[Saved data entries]
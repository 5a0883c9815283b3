use clap::Parser;
use postbak::cli::{run, Cli};

#[tokio::main]
async fn main() {
    // Load environment
    dotenvy::dotenv().ok();

    // Initialize tracing for the CLI.
    tracing_subscriber::fmt::init();
    tracing::info!("postbak startup: tracing initialised, environment loaded");

    let cli = Cli::parse();
    let code = run(cli).await;
    std::process::exit(code);
}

* **PROMPT**:
Copy all data exactly, start to finish.

* **WRITTEN ANSWER**:
repository 5a0883c9815283b3
use clap::Parser;
use postbak::cli::{run, Cli};

#[tokio::main]
async fn main() {
    // Load environment
    dotenvy::dotenv().ok();

    // Initialize tracing for the CLI.
    tracing_subscriber::fmt::init();
    tracing::info!("postbak startup: tracing initialised, environment loaded");

    let cli = Cli::parse();
    let code = run(cli).await;
    std::process::exit(code);
}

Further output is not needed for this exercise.